§ What to do: Start at the line with "return (line, EMPTY, EMPTY);" in the records below, stop at the line with "b != b' ' && b != b'\t')", and return every line in that span exactly, the two end lines included.

§ Records supplied:
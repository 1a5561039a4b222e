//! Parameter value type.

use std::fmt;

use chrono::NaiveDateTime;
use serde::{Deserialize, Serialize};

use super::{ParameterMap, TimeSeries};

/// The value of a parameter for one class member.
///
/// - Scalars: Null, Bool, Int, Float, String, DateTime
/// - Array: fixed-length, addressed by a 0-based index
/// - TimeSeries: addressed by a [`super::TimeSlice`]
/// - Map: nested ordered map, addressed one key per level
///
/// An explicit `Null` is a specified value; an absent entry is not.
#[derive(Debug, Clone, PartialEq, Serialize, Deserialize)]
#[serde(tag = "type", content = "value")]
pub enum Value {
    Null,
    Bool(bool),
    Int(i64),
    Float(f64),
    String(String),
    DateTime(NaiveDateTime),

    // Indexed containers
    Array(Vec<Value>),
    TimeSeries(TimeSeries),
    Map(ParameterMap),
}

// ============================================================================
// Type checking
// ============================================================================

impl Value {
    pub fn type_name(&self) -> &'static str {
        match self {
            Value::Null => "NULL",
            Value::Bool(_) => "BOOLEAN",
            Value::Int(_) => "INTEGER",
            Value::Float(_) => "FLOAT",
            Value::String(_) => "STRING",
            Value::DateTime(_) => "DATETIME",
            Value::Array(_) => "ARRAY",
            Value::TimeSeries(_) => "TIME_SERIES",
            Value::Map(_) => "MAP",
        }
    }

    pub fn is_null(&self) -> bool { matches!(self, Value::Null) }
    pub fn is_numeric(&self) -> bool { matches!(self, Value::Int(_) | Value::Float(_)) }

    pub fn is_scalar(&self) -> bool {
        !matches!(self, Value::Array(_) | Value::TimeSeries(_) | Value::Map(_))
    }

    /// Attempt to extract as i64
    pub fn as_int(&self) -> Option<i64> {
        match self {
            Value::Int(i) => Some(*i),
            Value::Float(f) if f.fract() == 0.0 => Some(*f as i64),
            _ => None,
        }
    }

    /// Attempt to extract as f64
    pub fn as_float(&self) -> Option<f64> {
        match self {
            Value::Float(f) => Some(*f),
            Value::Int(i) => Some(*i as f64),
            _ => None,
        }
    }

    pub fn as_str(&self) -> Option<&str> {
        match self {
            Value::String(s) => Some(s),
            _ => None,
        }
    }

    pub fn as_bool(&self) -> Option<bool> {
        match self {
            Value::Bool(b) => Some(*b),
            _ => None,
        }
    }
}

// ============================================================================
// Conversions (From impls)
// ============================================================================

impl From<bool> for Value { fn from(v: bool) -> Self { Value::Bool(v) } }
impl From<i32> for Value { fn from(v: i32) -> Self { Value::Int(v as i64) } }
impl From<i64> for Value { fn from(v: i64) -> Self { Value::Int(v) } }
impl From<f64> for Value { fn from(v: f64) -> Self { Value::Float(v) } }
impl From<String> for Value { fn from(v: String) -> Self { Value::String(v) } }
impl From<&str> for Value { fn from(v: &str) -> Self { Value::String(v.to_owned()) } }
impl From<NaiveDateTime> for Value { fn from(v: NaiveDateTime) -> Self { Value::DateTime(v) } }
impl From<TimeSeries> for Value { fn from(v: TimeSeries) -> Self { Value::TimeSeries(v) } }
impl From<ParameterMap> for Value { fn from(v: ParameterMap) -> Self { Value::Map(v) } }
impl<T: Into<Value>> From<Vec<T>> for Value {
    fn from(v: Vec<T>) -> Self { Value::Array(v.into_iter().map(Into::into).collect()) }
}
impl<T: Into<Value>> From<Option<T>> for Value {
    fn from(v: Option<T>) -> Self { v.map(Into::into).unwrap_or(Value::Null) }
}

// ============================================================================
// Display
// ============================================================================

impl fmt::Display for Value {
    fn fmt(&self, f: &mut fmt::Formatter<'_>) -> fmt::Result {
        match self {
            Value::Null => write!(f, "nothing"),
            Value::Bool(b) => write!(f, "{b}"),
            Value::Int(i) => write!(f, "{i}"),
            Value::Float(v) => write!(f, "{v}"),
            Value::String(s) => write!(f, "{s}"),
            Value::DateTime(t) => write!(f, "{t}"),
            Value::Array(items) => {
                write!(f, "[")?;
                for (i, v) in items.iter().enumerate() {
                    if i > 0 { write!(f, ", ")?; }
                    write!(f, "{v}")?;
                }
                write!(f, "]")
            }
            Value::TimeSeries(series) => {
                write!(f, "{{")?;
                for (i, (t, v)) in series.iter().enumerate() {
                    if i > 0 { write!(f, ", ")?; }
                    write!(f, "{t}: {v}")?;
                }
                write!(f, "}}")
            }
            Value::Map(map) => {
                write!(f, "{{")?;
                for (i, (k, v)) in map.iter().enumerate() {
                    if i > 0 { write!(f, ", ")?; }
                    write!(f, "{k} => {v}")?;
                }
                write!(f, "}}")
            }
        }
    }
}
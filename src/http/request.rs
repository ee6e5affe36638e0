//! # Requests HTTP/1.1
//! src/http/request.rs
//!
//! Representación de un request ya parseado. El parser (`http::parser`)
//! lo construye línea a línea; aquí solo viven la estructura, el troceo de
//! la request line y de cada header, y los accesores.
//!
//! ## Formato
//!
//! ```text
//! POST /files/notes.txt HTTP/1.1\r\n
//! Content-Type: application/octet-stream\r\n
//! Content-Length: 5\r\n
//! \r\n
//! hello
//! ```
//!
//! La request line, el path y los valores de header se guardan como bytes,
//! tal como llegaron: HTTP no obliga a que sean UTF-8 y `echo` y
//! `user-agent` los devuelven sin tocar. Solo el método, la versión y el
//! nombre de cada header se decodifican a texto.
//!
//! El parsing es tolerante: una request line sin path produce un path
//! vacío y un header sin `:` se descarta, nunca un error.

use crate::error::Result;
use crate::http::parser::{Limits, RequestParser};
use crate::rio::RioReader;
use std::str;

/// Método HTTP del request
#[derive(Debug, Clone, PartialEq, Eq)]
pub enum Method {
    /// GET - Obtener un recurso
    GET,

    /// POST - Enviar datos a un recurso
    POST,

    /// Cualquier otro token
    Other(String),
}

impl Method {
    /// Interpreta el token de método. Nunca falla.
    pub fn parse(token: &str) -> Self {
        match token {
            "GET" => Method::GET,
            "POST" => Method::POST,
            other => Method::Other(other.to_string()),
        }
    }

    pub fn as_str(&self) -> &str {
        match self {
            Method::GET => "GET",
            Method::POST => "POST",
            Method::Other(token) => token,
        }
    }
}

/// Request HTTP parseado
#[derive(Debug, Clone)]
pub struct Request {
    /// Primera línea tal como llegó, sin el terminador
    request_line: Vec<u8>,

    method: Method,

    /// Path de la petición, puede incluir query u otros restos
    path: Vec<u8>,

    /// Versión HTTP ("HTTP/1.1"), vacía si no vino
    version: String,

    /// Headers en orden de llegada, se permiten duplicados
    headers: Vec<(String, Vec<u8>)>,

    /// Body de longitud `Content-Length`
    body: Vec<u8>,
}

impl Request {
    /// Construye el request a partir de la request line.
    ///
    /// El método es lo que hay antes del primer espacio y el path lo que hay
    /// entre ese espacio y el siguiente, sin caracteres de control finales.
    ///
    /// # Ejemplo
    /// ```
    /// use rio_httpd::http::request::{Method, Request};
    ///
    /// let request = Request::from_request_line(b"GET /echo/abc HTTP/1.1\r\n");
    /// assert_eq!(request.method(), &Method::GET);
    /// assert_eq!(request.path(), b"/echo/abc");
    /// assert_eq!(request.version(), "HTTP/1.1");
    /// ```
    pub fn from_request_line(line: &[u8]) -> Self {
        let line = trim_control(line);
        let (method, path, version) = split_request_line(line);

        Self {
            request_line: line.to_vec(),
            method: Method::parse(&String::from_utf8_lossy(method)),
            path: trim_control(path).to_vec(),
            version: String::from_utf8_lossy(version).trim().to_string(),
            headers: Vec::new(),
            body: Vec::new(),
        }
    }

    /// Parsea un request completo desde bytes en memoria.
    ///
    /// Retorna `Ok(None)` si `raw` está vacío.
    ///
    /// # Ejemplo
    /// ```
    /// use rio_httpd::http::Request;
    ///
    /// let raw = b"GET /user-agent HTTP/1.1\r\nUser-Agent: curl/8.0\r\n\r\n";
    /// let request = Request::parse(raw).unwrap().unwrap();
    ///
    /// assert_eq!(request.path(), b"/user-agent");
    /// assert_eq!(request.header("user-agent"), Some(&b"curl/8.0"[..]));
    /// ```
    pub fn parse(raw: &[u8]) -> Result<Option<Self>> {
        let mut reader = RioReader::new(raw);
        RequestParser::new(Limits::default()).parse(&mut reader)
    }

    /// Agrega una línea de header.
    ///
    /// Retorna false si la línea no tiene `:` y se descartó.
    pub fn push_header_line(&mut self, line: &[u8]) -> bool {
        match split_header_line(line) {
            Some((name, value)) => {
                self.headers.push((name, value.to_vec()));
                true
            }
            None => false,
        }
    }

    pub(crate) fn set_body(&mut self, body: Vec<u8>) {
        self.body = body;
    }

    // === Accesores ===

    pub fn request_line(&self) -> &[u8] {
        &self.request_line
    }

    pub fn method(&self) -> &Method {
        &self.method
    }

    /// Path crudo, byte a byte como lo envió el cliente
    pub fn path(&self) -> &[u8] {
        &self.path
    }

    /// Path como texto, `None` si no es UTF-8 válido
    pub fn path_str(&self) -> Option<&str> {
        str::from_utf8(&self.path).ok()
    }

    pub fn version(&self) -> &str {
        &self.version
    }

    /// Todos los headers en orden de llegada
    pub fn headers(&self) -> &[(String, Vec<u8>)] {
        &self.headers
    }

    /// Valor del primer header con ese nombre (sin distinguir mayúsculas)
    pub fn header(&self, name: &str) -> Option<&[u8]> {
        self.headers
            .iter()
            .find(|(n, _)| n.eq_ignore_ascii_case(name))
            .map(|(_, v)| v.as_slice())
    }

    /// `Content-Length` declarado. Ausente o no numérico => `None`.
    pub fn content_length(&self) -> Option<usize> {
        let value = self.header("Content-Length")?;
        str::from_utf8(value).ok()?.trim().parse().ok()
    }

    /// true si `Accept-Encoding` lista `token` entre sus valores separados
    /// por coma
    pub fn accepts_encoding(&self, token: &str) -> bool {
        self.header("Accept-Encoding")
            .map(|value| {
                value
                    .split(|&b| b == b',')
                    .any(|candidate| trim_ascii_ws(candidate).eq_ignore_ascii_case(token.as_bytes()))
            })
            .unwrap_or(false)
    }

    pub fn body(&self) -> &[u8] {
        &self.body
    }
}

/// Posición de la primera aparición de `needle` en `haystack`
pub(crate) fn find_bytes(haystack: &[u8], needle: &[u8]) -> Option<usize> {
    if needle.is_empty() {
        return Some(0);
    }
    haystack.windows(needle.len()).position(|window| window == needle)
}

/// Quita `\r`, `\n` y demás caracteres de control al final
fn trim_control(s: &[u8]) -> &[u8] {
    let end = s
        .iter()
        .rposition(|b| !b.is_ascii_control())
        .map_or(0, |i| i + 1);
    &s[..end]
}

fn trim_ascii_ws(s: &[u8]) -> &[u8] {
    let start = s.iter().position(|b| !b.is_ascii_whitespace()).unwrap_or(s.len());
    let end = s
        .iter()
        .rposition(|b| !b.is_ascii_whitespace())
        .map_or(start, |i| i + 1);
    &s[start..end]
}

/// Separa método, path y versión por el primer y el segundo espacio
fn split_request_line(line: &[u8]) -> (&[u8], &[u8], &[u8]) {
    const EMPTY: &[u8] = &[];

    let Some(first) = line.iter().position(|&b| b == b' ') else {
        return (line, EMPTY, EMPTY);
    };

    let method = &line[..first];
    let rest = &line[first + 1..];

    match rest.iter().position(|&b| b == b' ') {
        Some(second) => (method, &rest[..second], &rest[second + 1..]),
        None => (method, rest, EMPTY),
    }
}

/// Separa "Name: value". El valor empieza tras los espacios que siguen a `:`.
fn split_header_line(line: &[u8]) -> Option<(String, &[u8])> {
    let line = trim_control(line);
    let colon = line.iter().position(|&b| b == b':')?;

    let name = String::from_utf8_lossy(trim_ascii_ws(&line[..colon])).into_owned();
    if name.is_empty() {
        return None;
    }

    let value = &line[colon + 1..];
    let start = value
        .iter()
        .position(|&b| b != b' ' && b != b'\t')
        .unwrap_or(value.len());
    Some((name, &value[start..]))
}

§ Solution:
        return (line, EMPTY, EMPTY);
    };

    let method = &line[..first];
    let rest = &line[first + 1..];

    match rest.iter().position(|&b| b == b' ') {
        Some(second) => (method, &rest[..second], &rest[second + 1..]),
        None => (method, rest, EMPTY),
    }
}

/// Separa "Name: value". El valor empieza tras los espacios que siguen a `:`.
fn split_header_line(line: &[u8]) -> Option<(String, &[u8])> {
    let line = trim_control(line);
    let colon = line.iter().position(|&b| b == b':')?;

    let name = String::from_utf8_lossy(trim_ascii_ws(&line[..colon])).into_owned();
    if name.is_empty() {
        return None;
    }

    let value = &line[colon + 1..];
    let start = value
        .iter()
        .position(|&b| b != b' ' && b != b'\t')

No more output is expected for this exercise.